- Assignment:
Pull every line holding the word "leading" out of the data and copy it.

Material to process: Begin

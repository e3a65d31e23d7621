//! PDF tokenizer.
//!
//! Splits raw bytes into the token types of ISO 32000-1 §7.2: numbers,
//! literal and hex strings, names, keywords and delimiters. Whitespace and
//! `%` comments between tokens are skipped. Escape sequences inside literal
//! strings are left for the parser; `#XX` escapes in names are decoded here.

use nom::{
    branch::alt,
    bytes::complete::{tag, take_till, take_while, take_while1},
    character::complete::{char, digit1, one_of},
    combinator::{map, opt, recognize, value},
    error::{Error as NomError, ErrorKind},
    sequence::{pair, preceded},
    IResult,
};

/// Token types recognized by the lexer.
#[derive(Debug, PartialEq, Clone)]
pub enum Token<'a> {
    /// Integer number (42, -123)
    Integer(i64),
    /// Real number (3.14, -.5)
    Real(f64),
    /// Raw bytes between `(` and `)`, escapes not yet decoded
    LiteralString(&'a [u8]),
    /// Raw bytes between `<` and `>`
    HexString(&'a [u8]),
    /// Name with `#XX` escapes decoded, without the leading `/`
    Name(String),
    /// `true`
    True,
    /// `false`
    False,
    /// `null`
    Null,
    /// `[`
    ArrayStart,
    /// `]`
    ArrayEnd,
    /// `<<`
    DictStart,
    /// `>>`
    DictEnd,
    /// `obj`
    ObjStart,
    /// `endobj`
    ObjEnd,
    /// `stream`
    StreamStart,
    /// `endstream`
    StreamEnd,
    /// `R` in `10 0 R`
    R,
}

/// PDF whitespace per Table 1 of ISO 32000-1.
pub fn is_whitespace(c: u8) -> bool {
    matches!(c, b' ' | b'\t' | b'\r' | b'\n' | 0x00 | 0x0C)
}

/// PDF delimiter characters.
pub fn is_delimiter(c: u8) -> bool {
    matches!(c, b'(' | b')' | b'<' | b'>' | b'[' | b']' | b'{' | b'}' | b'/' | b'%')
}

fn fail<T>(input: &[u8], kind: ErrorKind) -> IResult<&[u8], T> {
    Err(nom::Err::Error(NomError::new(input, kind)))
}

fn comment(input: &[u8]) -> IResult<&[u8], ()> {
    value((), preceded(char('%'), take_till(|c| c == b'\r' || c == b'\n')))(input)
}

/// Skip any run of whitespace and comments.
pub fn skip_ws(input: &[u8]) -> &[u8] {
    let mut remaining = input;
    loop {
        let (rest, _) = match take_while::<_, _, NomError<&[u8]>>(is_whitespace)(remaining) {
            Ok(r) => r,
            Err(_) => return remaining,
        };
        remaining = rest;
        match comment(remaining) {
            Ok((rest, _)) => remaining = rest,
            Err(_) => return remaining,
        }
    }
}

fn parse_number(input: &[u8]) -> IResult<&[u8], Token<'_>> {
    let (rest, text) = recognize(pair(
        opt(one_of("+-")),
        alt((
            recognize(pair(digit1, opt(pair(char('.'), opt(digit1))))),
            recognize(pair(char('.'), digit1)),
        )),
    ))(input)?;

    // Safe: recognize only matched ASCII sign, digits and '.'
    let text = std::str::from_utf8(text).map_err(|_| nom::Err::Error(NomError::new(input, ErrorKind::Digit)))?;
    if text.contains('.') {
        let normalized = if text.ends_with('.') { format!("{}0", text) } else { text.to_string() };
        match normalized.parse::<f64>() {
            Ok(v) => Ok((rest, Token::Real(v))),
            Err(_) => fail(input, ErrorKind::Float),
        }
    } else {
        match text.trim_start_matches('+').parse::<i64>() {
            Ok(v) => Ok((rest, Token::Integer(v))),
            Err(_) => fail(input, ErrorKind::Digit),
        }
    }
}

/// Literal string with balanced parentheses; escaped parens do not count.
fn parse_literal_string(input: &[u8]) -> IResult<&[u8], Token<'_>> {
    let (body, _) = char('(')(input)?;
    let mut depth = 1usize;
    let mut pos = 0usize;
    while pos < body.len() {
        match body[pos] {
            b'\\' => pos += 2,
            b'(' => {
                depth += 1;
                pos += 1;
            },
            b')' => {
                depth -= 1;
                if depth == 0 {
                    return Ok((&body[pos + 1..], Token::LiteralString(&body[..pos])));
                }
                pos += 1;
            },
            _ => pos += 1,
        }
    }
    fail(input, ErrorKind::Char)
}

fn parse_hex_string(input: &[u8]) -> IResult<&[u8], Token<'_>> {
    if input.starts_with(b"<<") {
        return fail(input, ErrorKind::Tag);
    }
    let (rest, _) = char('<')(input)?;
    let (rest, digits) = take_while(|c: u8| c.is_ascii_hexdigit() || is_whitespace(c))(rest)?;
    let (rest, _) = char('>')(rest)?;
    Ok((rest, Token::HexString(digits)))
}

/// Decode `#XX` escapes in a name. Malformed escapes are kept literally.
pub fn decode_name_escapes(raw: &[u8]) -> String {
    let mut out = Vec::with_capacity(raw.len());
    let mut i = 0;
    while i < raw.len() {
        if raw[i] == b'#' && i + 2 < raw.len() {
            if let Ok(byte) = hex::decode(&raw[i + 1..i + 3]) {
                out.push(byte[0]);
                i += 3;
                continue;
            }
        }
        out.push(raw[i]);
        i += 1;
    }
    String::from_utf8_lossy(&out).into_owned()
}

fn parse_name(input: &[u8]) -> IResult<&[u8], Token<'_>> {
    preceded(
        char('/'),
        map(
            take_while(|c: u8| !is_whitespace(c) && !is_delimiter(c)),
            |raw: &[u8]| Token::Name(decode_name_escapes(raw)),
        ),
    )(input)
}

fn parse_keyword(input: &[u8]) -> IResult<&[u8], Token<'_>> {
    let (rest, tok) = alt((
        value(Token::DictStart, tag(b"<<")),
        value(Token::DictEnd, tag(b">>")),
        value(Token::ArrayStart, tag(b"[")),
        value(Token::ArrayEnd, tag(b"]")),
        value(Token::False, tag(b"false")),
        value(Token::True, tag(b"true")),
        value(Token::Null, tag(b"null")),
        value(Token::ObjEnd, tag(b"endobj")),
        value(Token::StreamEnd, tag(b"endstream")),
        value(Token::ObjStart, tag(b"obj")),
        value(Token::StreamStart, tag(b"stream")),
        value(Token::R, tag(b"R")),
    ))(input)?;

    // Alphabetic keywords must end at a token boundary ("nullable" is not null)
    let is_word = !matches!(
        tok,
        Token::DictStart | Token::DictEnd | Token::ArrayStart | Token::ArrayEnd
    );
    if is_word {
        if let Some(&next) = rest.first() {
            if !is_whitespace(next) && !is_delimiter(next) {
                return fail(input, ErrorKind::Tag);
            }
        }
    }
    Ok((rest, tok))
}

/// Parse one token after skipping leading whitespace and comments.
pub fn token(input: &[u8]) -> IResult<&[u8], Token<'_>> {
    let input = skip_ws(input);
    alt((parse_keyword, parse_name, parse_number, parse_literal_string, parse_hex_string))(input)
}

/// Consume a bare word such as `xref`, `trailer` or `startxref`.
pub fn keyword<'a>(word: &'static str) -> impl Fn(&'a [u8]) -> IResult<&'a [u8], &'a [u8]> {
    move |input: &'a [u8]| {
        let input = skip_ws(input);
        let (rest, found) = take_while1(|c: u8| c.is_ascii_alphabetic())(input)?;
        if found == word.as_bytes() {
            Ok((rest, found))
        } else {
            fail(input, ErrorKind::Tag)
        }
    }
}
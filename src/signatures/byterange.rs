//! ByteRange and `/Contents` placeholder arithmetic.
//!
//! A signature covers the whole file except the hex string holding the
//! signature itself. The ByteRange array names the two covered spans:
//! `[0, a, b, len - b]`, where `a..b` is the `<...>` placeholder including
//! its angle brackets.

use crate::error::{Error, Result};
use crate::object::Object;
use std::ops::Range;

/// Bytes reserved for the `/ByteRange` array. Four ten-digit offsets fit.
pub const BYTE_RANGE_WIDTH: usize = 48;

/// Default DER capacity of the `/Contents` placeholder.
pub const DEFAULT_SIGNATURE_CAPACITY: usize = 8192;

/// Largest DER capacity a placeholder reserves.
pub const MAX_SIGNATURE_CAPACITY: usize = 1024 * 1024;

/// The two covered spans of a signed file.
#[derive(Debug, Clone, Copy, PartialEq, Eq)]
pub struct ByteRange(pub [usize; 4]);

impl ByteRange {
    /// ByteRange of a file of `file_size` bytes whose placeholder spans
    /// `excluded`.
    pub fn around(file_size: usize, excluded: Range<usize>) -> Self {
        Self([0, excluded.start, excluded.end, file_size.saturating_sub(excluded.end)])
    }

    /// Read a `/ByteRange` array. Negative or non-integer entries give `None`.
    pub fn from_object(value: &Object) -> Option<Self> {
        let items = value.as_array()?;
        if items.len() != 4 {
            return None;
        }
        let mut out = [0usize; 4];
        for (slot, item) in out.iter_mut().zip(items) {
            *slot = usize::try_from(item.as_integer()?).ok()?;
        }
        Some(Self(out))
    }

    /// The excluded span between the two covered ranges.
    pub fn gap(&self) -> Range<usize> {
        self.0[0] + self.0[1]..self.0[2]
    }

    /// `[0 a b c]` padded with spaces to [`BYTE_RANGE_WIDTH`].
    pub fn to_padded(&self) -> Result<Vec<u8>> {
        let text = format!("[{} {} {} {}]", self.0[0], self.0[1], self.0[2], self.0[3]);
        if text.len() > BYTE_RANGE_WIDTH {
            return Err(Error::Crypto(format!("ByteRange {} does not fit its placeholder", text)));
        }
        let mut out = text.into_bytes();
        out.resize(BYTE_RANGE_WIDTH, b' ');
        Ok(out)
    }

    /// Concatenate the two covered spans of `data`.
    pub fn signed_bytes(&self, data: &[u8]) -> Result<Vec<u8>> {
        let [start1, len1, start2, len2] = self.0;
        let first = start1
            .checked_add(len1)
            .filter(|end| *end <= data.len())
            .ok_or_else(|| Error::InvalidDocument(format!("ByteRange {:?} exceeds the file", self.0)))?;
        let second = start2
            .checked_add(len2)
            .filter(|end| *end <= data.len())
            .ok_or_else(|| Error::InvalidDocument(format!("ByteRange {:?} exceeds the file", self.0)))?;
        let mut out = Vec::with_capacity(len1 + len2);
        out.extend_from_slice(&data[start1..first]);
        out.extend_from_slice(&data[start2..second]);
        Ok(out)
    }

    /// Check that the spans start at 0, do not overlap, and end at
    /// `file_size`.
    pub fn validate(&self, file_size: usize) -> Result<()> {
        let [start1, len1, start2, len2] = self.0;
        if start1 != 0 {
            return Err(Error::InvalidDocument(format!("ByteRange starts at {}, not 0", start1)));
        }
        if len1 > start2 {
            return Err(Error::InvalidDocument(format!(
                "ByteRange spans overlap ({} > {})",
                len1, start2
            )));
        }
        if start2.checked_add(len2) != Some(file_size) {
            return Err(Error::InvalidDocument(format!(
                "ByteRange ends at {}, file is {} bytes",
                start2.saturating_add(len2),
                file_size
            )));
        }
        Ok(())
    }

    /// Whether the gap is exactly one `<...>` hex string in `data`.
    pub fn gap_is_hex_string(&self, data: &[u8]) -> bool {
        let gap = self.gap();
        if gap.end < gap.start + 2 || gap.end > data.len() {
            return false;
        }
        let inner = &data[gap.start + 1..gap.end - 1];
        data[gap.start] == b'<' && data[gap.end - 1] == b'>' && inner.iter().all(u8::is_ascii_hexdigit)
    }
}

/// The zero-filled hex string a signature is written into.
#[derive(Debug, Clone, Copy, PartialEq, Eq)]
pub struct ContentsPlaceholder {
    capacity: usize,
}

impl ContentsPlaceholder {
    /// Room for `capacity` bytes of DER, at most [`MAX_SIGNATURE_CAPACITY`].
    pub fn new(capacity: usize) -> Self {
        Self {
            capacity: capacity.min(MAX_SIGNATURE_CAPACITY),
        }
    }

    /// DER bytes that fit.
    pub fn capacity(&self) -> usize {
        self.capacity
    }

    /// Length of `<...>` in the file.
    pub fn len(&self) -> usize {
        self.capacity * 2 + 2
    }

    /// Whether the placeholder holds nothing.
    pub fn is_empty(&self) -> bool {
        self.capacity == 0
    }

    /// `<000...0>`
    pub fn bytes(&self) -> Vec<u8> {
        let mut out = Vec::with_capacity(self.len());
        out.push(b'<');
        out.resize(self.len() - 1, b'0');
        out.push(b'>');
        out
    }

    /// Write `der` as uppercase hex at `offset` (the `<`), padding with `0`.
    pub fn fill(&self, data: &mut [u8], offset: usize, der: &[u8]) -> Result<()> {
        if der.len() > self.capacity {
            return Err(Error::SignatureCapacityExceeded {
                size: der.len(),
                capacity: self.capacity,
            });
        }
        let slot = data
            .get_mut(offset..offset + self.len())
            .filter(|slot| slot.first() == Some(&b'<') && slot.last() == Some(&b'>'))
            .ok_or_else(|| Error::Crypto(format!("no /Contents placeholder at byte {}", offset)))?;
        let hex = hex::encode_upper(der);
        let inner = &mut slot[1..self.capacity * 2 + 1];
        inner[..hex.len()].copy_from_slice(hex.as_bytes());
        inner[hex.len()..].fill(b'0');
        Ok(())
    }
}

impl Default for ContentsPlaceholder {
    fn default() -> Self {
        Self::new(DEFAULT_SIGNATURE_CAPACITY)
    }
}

Material to process: End

- Problem solution:
    /// Name with `#XX` escapes decoded, without the leading `/`
/// Parse one token after skipping leading whitespace and comments.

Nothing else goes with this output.